The county also has final reading on amendments to a 411-acre on Collins Road, at Hwy. 521. The site received initial approval in 2008 and would allow for 510 new homes, 450 apartments or townhomes and almost 1 million square feet of business space.
There is a public hearing on Covington, which could bring up to 330 homes to Indian Land. Gross builders wants to rezone another property on Fort Mill Highway to allow multi-family housing. Plus a rezoning for property at Calvin Hall Road and Elven Drive in Indian Land, from commercial to multi-family residential.
▪ 7 p.m., Fort Mill Town Hall
Fort Mill Town Council meets in open session. On the agenda are four public hearings, an old business item and three new ones. At stake are annexations of a potential hotel site on I-77 and more than an acre on N. Dobys Bridge Road beside the new, under construction Wal-Mart Neighborhood Market. Also, rezonings for an upscale senior living project at Sutton Road and River Crossing Drive, and two acres off of Bozeman Drive from commercial to residential.

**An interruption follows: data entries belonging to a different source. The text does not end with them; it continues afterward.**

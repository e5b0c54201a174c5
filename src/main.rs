//! Annotator command line.
//!
//! ## Subcommands
//!
//! - `annotator-cli annotate <config> [--batch-size N]` - Annotate stdin,
//!   one whitespace-tokenized sentence per line, and print CoNLL-U rows
//! - `annotator-cli version` - Print the library version
//! - `annotator-cli help` - Show usage

use std::io::{self, BufRead, BufWriter, Write};
use std::process::ExitCode;

use annotator_core::engine::{annotate, load_model};
use annotator_core::scheduler::thread_widths;
use annotator_core::sentences::{Sentence, Token};
use annotator_core::telemetry::init_from_env;

const DEFAULT_BATCH_SIZE: usize = 32;

fn main() -> ExitCode {
    init_from_env();

    let args: Vec<String> = std::env::args().collect();
    let command = args.get(1).map(|s| s.as_str()).unwrap_or("help");

    match command {
        "annotate" => match run_annotate(&args[2..]) {
            Ok(()) => ExitCode::SUCCESS,
            Err(e) => {
                eprintln!("annotator-cli: {}", e);
                ExitCode::FAILURE
            }
        },
        "version" | "--version" | "-V" => {
            println!("annotator-cli {}", env!("CARGO_PKG_VERSION"));
            ExitCode::SUCCESS
        }
        "help" | "--help" | "-h" => {
            print_usage();
            ExitCode::SUCCESS
        }
        _ => {
            eprintln!("Unknown command: {}", command);
            print_usage();
            ExitCode::FAILURE
        }
    }
}

fn print_usage() {
    println!("annotator-cli {}", env!("CARGO_PKG_VERSION"));
    println!();
    println!("USAGE:");
    println!("    annotator-cli annotate <config> [--batch-size N]");
    println!("    annotator-cli version");
    println!("    annotator-cli help");
    println!();
    println!("Sentences are read from stdin, one per line, tokens separated by whitespace.");
    println!("Logging is controlled by ANNOTATOR_LOG; thread counts by");
    println!("ANNOTATOR_INTRAOP_THREADS and ANNOTATOR_INTEROP_THREADS.");
}

fn parse_batch_size(args: &[String]) -> Result<usize, String> {
    let mut batch_size = DEFAULT_BATCH_SIZE;
    let mut iter = args.iter();
    while let Some(arg) = iter.next() {
        match arg.as_str() {
            "--batch-size" | "-b" => {
                let value = iter.next().ok_or("--batch-size requires a value")?;
                batch_size = value
                    .parse()
                    .map_err(|_| format!("invalid batch size: {}", value))?;
            }
            other => return Err(format!("unexpected argument: {}", other)),
        }
    }
    Ok(batch_size)
}

fn run_annotate(args: &[String]) -> Result<(), String> {
    let config = args.first().ok_or("annotate requires a config path")?;
    let batch_size = parse_batch_size(&args[1..])?;

    let model = load_model(config).map_err(|e| e.to_string())?;

    let mut sentences = Vec::new();
    for line in io::stdin().lock().lines() {
        let line = line.map_err(|e| format!("cannot read stdin: {}", e))?;
        let sentence: Sentence = line.split_whitespace().map(Token::new).collect();
        if !sentence.is_empty() {
            sentences.push(sentence);
        }
    }

    let parallelism = thread_widths().begin_annotation();
    let annotated =
        annotate(model.as_ref(), sentences, batch_size, parallelism).map_err(|e| e.to_string())?;

    let stdout = io::stdout();
    let mut out = BufWriter::new(stdout.lock());
    write_conllu(&mut out, &annotated).map_err(|e| format!("cannot write output: {}", e))?;
    out.flush().map_err(|e| format!("cannot write output: {}", e))
}

fn write_conllu(out: &mut impl Write, sentences: &[Sentence]) -> io::Result<()> {
    for sentence in sentences {
        for (idx, token) in sentence.tokens.iter().enumerate() {
            writeln!(
                out,
                "{}\t{}\t{}\t{}\t{}\t{}\t{}\t{}\t_\t{}",
                idx + 1,
                token.form,
                token.lemma.as_deref().unwrap_or("_"),
                token.upos.as_deref().unwrap_or("_"),
                token.xpos.as_deref().unwrap_or("_"),
                join_pairs(token.features.iter(), "|"),
                token
                    .head
                    .map(|head| head.to_string())
                    .unwrap_or_else(|| "_".to_string()),
                token.relation.as_deref().unwrap_or("_"),
                join_pairs(token.misc.iter(), "|"),
            )?;
        }
        writeln!(out)?;
    }
    Ok(())
}

fn join_pairs<'a>(pairs: impl Iterator<Item = (&'a String, &'a String)>, sep: &str) -> String {
    let joined: Vec<String> = pairs.map(|(k, v)| format!("{}={}", k, v)).collect();
    if joined.is_empty() {
        "_".to_string()
    } else {
        joined.join(sep)
    }
}
//! Annotation scheduling.
//!
//! Length-sorted batching, parallel dispatch over a shared rayon pool,
//! and the process-wide thread widths that size that dispatch.

mod batch;
mod pool;

pub use batch::{annotate_batched, for_each_parallel};
pub use pool::{thread_widths, worker_pool, Parallelism, ThreadWidths, WidthUpdate};
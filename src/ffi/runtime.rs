//! Process-wide runtime settings.

use std::ffi::c_char;

use super::error::call_infallible;
use crate::scheduler::{thread_widths, WidthUpdate};
use crate::telemetry::init_from_env;

static VERSION: &str = concat!(env!("CARGO_PKG_VERSION"), "\0");

/// Set the number of threads that annotate the sentences of one batch.
///
/// Zero or a negative value selects one thread per CPU. Applies to every
/// annotate call that starts afterwards.
#[no_mangle]
pub extern "C" fn annotator_set_num_intraop_threads(n_threads: i32) {
    call_infallible("annotator_set_num_intraop_threads", || {
        init_from_env();
        thread_widths().set_intra_op(n_threads);
    });
}

/// Set the number of batches annotated concurrently.
///
/// Zero or a negative value selects one thread per CPU. Only effective
/// before the first annotate call of the process; afterwards the call is
/// logged and ignored.
#[no_mangle]
pub extern "C" fn annotator_set_num_interop_threads(n_threads: i32) {
    call_infallible("annotator_set_num_interop_threads", || {
        init_from_env();
        if thread_widths().set_inter_op(n_threads) == WidthUpdate::IgnoredAfterStart {
            tracing::debug!(n_threads, "inter-op width unchanged");
        }
    });
}

/// Library version as a static NUL-terminated string. Do not free it.
#[no_mangle]
pub extern "C" fn annotator_version() -> *const c_char {
    VERSION.as_ptr() as *const c_char
}

#[cfg(test)]
mod tests {
    use super::*;
    use std::ffi::CStr;

    #[test]
    fn version_matches_package() {
        let version = unsafe { CStr::from_ptr(annotator_version()) };
        assert_eq!(version.to_str().unwrap(), env!("CARGO_PKG_VERSION"));
    }
}
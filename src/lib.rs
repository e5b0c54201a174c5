//! Annotator Core
//!
//! A linguistic annotation engine exposed through a C ABI. Callers load
//! annotators from configuration files, send batches of tokenized
//! sentences as protobuf bytes and receive the same sentences back with
//! lemma, part-of-speech, morphological features and dependency layers.
//!
//! # Boundary Rules
//!
//! - Handles: opaque non-zero `u64`, never reused within a process
//! - Errors: reported through a caller-owned `ExternError` slot
//! - Memory: every buffer and string handed out has exactly one free call
//! - Panics: contained at the boundary and reported as an error code
//!
//! # Rust API
//!
//! The same engine is usable without the C layer:
//!
//! ```no_run
//! use annotator_core::engine::{annotate, load_model};
//! use annotator_core::scheduler::Parallelism;
//! use annotator_core::sentences::{Sentence, Token};
//!
//! let model = load_model("model/annotator.toml")?;
//! let sentence: Sentence = ["Dit", "is", "een", "test", "."]
//!     .into_iter()
//!     .map(Token::new)
//!     .collect();
//! let annotated = annotate(model.as_ref(), vec![sentence], 32, Parallelism::default())?;
//! assert_eq!(annotated.len(), 1);
//! # Ok::<(), annotator_core::engine::AnnotatorError>(())
//! ```

pub mod config;
pub mod engine;
pub mod ffi;
pub mod models;
pub mod scheduler;
pub mod sentences;
pub mod telemetry;

pub use engine::{AnnotationModel, AnnotatorError, LexiconAnnotator};
pub use ffi::{register_annotator, ByteBuffer, ErrorCode, ExternError};
pub use models::ModelHandle;
pub use sentences::{Sentence, Sentences, Token};
//! Telemetry: structured logging, call spans and metrics.

mod logging;
pub mod metrics;
mod spans;

pub use logging::{init_from_env, init_logging, LogConfig, LogError, LogFormat};
pub use spans::{CallSpan, SpanExt};
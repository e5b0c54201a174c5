//! Input size limit from `ANNOTATOR_MAX_INPUT_BYTES`.
//!
//! Kept in its own test binary: the process configuration is read once,
//! so the variable has to be set before any other call into the crate.

use std::ffi::CString;

use prost::Message;

use annotator_core::ffi::{
    annotator_annotate, annotator_free, annotator_free_bytebuffer, annotator_load, ErrorCode,
    ExternError,
};
use annotator_core::sentences::{decode_annotated, proto};

fn request(sentence: &str, copies: usize) -> Vec<u8> {
    let sentence = proto::Sentence {
        tokens: sentence
            .split_whitespace()
            .map(|form| proto::Token {
                form: form.to_string(),
                ..Default::default()
            })
            .collect(),
    };
    proto::Sentences {
        sentences: vec![sentence; copies],
    }
    .encode_to_vec()
}

#[test]
fn test_input_over_configured_limit_is_rejected() {
    std::env::set_var("ANNOTATOR_MAX_INPUT_BYTES", "1024");
    assert_eq!(annotator_core::config::current().max_input_bytes, 1024);

    let path = CString::new(format!(
        "{}/tests/fixtures/dutch-small/annotator.toml",
        env!("CARGO_MANIFEST_DIR")
    ))
    .unwrap();
    let mut err = ExternError::default();
    let handle = unsafe { annotator_load(path.as_ptr(), &mut err) };
    assert!(err.is_success());

    let oversized = request("De kat slaapt hier .", 100);
    assert!(oversized.len() > 1024);
    let buffer = unsafe {
        annotator_annotate(handle, oversized.as_ptr(), oversized.len() as i32, 8, &mut err)
    };
    assert!(buffer.is_null());
    assert_eq!(err.code, ErrorCode::InvalidParams as i32);
    let message = unsafe { err.take_message() }.unwrap();
    assert!(message.contains("exceed the limit of 1024 bytes"), "{}", message);

    // The handle still serves inputs under the limit.
    let small = request("De kat slaapt hier .", 2);
    assert!(small.len() <= 1024);
    let buffer =
        unsafe { annotator_annotate(handle, small.as_ptr(), small.len() as i32, 8, &mut err) };
    assert!(err.is_success());
    let output = decode_annotated(unsafe { buffer.as_slice() }).unwrap();
    assert_eq!(output.len(), 2);
    unsafe { annotator_free_bytebuffer(buffer) };

    unsafe { annotator_free(handle, &mut err) };
    assert!(err.is_success());
}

▪ 7 p.m., Glennon Center in Tega Cay
The planning commission in Tega Cay meets to discuss and annexation and a code update to its comprehensive plan. The annexation of almost 14 acres off of Stone Village Drive would allow for a patio home project there.
*Note: The York County Zoning Board of Appeals deferred another major decision July 9 that could have an impact in Fort Mill. Owners of 216 acres at 278 Gold Hill Road are seeking an administrative appeal upon hearing land there would not allow for residential construction. Owners contend past decisions show the property would allow residential, a key component to selling the property. The zoning board should hear the appeal Aug. 13.